▶ EXERCISE:
What lines of the data include the string "MockServer"? Copy them all.

Stored data entries:
=== Section Start ===

//! envkeeper CLI - Declarative development environments
//!
//! This is the main entry point for the envkeeper command-line interface.

mod cli;
mod commands;
mod output;
mod version;

use anyhow::Result;
use clap::Parser;
use tracing_subscriber::{fmt, prelude::*, EnvFilter};

use cli::{Cli, Commands};

#[tokio::main]
async fn main() -> Result<()> {
    // Initialize rustls crypto provider (required for rustls 0.23+)
    // This must be done before any TLS operations
    let _ = rustls::crypto::aws_lc_rs::default_provider().install_default();

    // Parse CLI args
    let cli = Cli::parse();

    // Initialize tracing
    init_tracing(cli.verbose, cli.quiet);

    let dir = cli.dir.as_deref();

    // Run command
    match cli.command {
        Commands::Version(args) => commands::version::run(args),
        Commands::Init(args) => commands::init::run(args, dir),
        Commands::Status(args) => commands::status::run(args, dir).await,
        Commands::Update(args) => commands::update::run(args, dir).await,
        Commands::Clean(args) => commands::clean::run(args, dir),
        Commands::Plugin(args) => commands::plugin::run(args, dir).await,
    }
}

/// Initialize tracing with appropriate verbosity
fn init_tracing(verbose: u8, quiet: bool) {
    let filter = if quiet {
        EnvFilter::new("error")
    } else {
        match verbose {
            0 => EnvFilter::new("info"),
            1 => EnvFilter::new("debug"),
            _ => EnvFilter::new("trace"),
        }
    };

    tracing_subscriber::registry()
        .with(fmt::layer().with_target(false).with_writer(std::io::stderr))
        .with(filter)
        .init();
}
//! Error types for envkeeper-core

use thiserror::Error;

/// Result type alias using envkeeper-core's Error type
pub type Result<T> = std::result::Result<T, Error>;

/// Core error types for envkeeper
#[derive(Error, Debug)]
pub enum Error {
    /// Descriptor file not found
    #[error("Environment descriptor not found: {path}")]
    DescriptorNotFound { path: String },

    /// Descriptor already exists (init without --force)
    #[error("Environment descriptor already exists: {path}")]
    DescriptorExists { path: String },

    /// Invalid configuration (descriptor or runtime config)
    #[error("Invalid configuration: {message}")]
    InvalidConfig { message: String },

    /// Invalid plugin entry in the descriptor
    #[error("Invalid plugin entry #{index}: {message}")]
    InvalidPlugin { index: usize, message: String },

    /// Plugin path is not declared in the descriptor
    #[error("Plugin not found in descriptor: {path}")]
    PluginNotFound { path: String },

    /// Plugin path is already declared in the descriptor
    #[error("Plugin already declared in descriptor: {path}")]
    PluginExists { path: String },

    /// Invalid semver version
    #[error("Invalid platform version '{version}': {reason}")]
    InvalidVersion { version: String, reason: String },

    /// JSON parsing error
    #[error("JSON parsing error: {0}")]
    JsonParse(#[from] serde_json::Error),

    /// YAML parsing error
    #[error("YAML parsing error: {0}")]
    YamlParse(#[from] serde_yaml_ng::Error),

    /// IO error
    #[error("IO error: {0}")]
    Io(#[from] std::io::Error),
}

impl Error {
    /// Create a descriptor not found error
    pub fn descriptor_not_found(path: impl Into<String>) -> Self {
        Self::DescriptorNotFound { path: path.into() }
    }

    /// Create a descriptor exists error
    pub fn descriptor_exists(path: impl Into<String>) -> Self {
        Self::DescriptorExists { path: path.into() }
    }

    /// Create an invalid config error
    pub fn invalid_config(message: impl Into<String>) -> Self {
        Self::InvalidConfig {
            message: message.into(),
        }
    }

    /// Create an invalid plugin entry error
    pub fn invalid_plugin(index: usize, message: impl Into<String>) -> Self {
        Self::InvalidPlugin {
            index,
            message: message.into(),
        }
    }

    /// Create a plugin not found error
    pub fn plugin_not_found(path: impl Into<String>) -> Self {
        Self::PluginNotFound { path: path.into() }
    }

    /// Create a plugin exists error
    pub fn plugin_exists(path: impl Into<String>) -> Self {
        Self::PluginExists { path: path.into() }
    }

    /// Create an invalid version error
    pub fn invalid_version(version: impl Into<String>, reason: impl Into<String>) -> Self {
        Self::InvalidVersion {
            version: version.into(),
            reason: reason.into(),
        }
    }

    /// Whether this error is a configuration defect (as opposed to I/O)
    pub fn is_configuration(&self) -> bool {
        !matches!(self, Self::Io(_))
    }
}
//! Mock server helpers for archive downloads

use envkeeper_core::types::RuntimeConfig;
use wiremock::matchers::{method, path};
use wiremock::{Mock, MockServer, ResponseTemplate};

/// Runtime configuration whose archive base URL points at `server`
pub fn config_for_server(server: &MockServer) -> RuntimeConfig {
    let mut config = RuntimeConfig::default();
    config.archive.base_url = server.uri();
    config
}

/// Serve `content` as the archive of `version`
pub async fn mock_archive(server: &MockServer, version: &str, content: Vec<u8>) {
    Mock::given(method("GET"))
        .and(path(format!("/platform-{}.zip", version)))
        .respond_with(ResponseTemplate::new(200).set_body_bytes(content))
        .mount(server)
        .await;
}

/// Answer requests for the archive of `version` with `status`
pub async fn mock_archive_status(server: &MockServer, version: &str, status: u16) {
    Mock::given(method("GET"))
        .and(path(format!("/platform-{}.zip", version)))
        .respond_with(ResponseTemplate::new(status))
        .mount(server)
        .await;
}
//! Removal of installed trees

mod common;

use common::*;
use envkeeper_core::types::PreserveConfig;
use envkeeper_platform::{
    remove_installed, remove_tree, ArchiveInstaller, InstallationManifest, PreserveList,
    RemovalAction,
};
use semver::Version;
use std::fs;
use std::path::Path;
use tempfile::TempDir;
use wiremock::MockServer;

async fn install_standard(root: &Path) -> InstallationManifest {
    let server = MockServer::start().await;
    mock_archive(&server, "2.1.0", standard_archive()).await;
    ArchiveInstaller::new(&config_for_server(&server))
        .unwrap()
        .install(&Version::new(2, 1, 0), root, false, |_| {})
        .await
        .unwrap()
}

fn add_user_state(root: &Path) {
    fs::write(root.join("config/local.json"), "{\"debug\": true}").unwrap();
    fs::create_dir_all(root.join("data/db")).unwrap();
    fs::write(root.join("data/db/store.bin"), "rows").unwrap();
    fs::create_dir_all(root.join("logs")).unwrap();
    fs::write(root.join("logs/app.log"), "started").unwrap();
}

#[tokio::test]
async fn test_forceful_removal_keeps_default_preserve_list() {
    let temp_dir = TempDir::new().unwrap();
    let root = temp_dir.path();
    install_standard(root).await;
    add_user_state(root);

    let preserve = PreserveList::new(PreserveConfig::default().paths);
    let report = remove_tree(root, &preserve, false).unwrap();

    assert!(root.join("config/local.json").exists());
    assert!(root.join("data/db/store.bin").exists());
    assert!(root.join("logs/app.log").exists());
    assert!(!root.join("config/default.json").exists());
    assert!(!root.join("lib").exists());
    assert!(!root.join(binary_entry()).exists());
    assert!(!InstallationManifest::path_in(root).exists());

    for record in report.removed() {
        assert!(!record.path.starts_with("data"));
        assert!(!record.path.starts_with("logs"));
        assert_ne!(record.path, "config");
    }
}

#[tokio::test]
async fn test_forceful_removal_second_run_is_noop() {
    let temp_dir = TempDir::new().unwrap();
    let root = temp_dir.path();
    install_standard(root).await;
    add_user_state(root);

    let preserve = PreserveList::new(PreserveConfig::default().paths);
    remove_tree(root, &preserve, false).unwrap();
    let second = remove_tree(root, &preserve, false).unwrap();

    assert_eq!(second.removed_count(), 0);
    assert!(second
        .entries
        .iter()
        .all(|r| r.action == RemovalAction::Preserved));
}

#[tokio::test]
async fn test_clean_removal_leaves_unlisted_files() {
    let temp_dir = TempDir::new().unwrap();
    let root = temp_dir.path();
    let manifest = install_standard(root).await;
    add_user_state(root);

    let report = remove_installed(root, &manifest, false).unwrap();

    assert_eq!(report.removed().filter(|r| !r.is_dir).count(), manifest.len() + 1);
    assert!(root.join("config/local.json").exists());
    assert!(root.join("data/db/store.bin").exists());
    assert!(!root.join("lib").exists());
    assert!(!root.join("README.md").exists());
    assert!(InstallationManifest::load(root).unwrap().is_none());
}

#[tokio::test]
async fn test_clean_dry_run_changes_nothing() {
    let temp_dir = TempDir::new().unwrap();
    let root = temp_dir.path();
    let manifest = install_standard(root).await;

    let report = remove_installed(root, &manifest, true).unwrap();

    assert!(report.dry_run);
    assert!(report.removed_count() > manifest.len());
    for (path, _) in manifest.iter() {
        assert!(root.join(path).exists());
    }
    assert!(InstallationManifest::path_in(root).exists());
}
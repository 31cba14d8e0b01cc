//! Error types for envkeeper-plugins

use thiserror::Error;

/// Result type alias using envkeeper-plugins's Error type
pub type Result<T> = std::result::Result<T, Error>;

/// Plugin lifecycle error types
#[derive(Error, Debug)]
pub enum Error {
    /// Git operation failed
    #[error("Git operation failed: {message}")]
    GitOperation { message: String },

    /// Git command not found
    #[error("Git command not found. Please ensure git is installed and in PATH")]
    GitNotFound,

    /// Clone failed
    #[error("Failed to clone repository: {message}")]
    CloneFailed { message: String },

    /// Destination of a clone already exists
    #[error("Repository already exists at: {path}")]
    RepoExists { path: String },

    /// Directory exists but is not the top of a git working copy
    #[error("Not a git repository: {path}")]
    NotARepository { path: String },

    /// Plugin has no remote to clone from
    #[error("Plugin '{path}' has no url to clone from")]
    MissingUrl { path: String },

    /// Working copy has uncommitted changes blocking a destructive operation
    #[error("Plugin '{path}' has uncommitted changes")]
    DirtyWorkingCopy { path: String },

    /// IO error
    #[error("IO error: {0}")]
    Io(#[from] std::io::Error),

    /// Core library error
    #[error("Core error: {0}")]
    Core(#[from] envkeeper_core::Error),
}

impl Error {
    /// Create a git operation error
    pub fn git_operation(message: impl Into<String>) -> Self {
        Self::GitOperation {
            message: message.into(),
        }
    }

    /// Create a clone failed error
    pub fn clone_failed(message: impl Into<String>) -> Self {
        Self::CloneFailed {
            message: message.into(),
        }
    }

    /// Create a repository exists error
    pub fn repo_exists(path: impl Into<String>) -> Self {
        Self::RepoExists { path: path.into() }
    }

    /// Create a not a repository error
    pub fn not_a_repository(path: impl Into<String>) -> Self {
        Self::NotARepository { path: path.into() }
    }

    /// Create a missing url error
    pub fn missing_url(path: impl Into<String>) -> Self {
        Self::MissingUrl { path: path.into() }
    }

    /// Create a dirty working copy error
    pub fn dirty_working_copy(path: impl Into<String>) -> Self {
        Self::DirtyWorkingCopy { path: path.into() }
    }
}

#[cfg(test)]
mod tests {
    use super::*;

    #[test]
    fn test_error_messages() {
        assert_eq!(
            Error::not_a_repository("/env/plugins/blog").to_string(),
            "Not a git repository: /env/plugins/blog"
        );
        assert_eq!(
            Error::dirty_working_copy("plugins/blog").to_string(),
            "Plugin 'plugins/blog' has uncommitted changes"
        );
    }
}
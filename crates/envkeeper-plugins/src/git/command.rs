//! Running the git executable

use crate::error::{Error, Result};
use camino::Utf8Path;
use std::io;
use std::process::Output;
use tokio::process::Command;
use tracing::debug;

/// Run `git <args>` in `dir`, returning the raw output whatever the exit code
pub(crate) async fn git(dir: &Utf8Path, args: &[&str]) -> Result<Output> {
    debug!("Running: git {} (in {})", args.join(" "), dir);

    Command::new("git")
        .current_dir(dir)
        .args(args)
        .output()
        .await
        .map_err(|e| match e.kind() {
            io::ErrorKind::NotFound if !dir.exists() => Error::Io(e),
            io::ErrorKind::NotFound => Error::GitNotFound,
            _ => Error::Io(e),
        })
}

/// Run `git <args>` in `dir` and return trimmed stdout, failing on non-zero exit
pub(crate) async fn git_stdout(dir: &Utf8Path, args: &[&str]) -> Result<String> {
    let output = git(dir, args).await?;

    if !output.status.success() {
        let stderr = String::from_utf8_lossy(&output.stderr);
        return Err(Error::git_operation(format!(
            "git {} failed: {}",
            args.first().copied().unwrap_or_default(),
            stderr.trim()
        )));
    }

    Ok(String::from_utf8_lossy(&output.stdout).trim().to_string())
}
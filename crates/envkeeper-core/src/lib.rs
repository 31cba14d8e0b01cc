//! # envkeeper-core
//!
//! Core library for envkeeper providing:
//! - Environment descriptor parsing and validation (environment.json)
//! - Runtime configuration with hierarchical precedence
//! - Status report types shared by the platform and plugin checks
//! - Content hashing used by the installation manifest

pub mod config;
pub mod error;
pub mod hashing;
pub mod types;

pub use config::{DescriptorFile, HierarchicalConfigLoader};
pub use error::{Error, Result};
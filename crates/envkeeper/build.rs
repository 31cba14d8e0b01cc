//! Build script for version info

fn main() {
    // Target triple for `envkeeper version`
    if let Ok(target) = std::env::var("TARGET") {
        println!("cargo:rustc-env=TARGET={}", target);
    }

    // Try to get git info
    if let Ok(output) = std::process::Command::new("git")
        .args(["rev-parse", "--short", "HEAD"])
        .output()
    {
        if output.status.success() {
            let sha = String::from_utf8_lossy(&output.stdout);
            println!("cargo:rustc-env=GIT_SHA={}", sha.trim());
        }
    }

    // Rerun if git changes
    println!("cargo:rerun-if-changed=.git/HEAD");
}
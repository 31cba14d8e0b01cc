//! Error types for envkeeper-environment

use thiserror::Error;

/// Result type alias using envkeeper-environment's Error type
pub type Result<T> = std::result::Result<T, Error>;

/// Orchestration error types
#[derive(Error, Debug)]
pub enum Error {
    /// Descriptor or runtime configuration error
    #[error(transparent)]
    Core(#[from] envkeeper_core::Error),

    /// Platform download, install, drift or removal error
    #[error(transparent)]
    Platform(#[from] envkeeper_platform::Error),

    /// Plugin working copy error
    #[error(transparent)]
    Plugin(#[from] envkeeper_plugins::Error),
}

impl Error {
    /// Whether the error stems from configuration rather than the environment
    pub fn is_configuration(&self) -> bool {
        matches!(self, Error::Core(e) if e.is_configuration())
    }
}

=== Section End ===

▶ REPLY TO THE TASK:
use wiremock::{Mock, MockServer, ResponseTemplate};
pub fn config_for_server(server: &MockServer) -> RuntimeConfig {
pub async fn mock_archive(server: &MockServer, version: &str, content: Vec<u8>) {
pub async fn mock_archive_status(server: &MockServer, version: &str, status: u16) {
use wiremock::MockServer;
    let server = MockServer::start().await;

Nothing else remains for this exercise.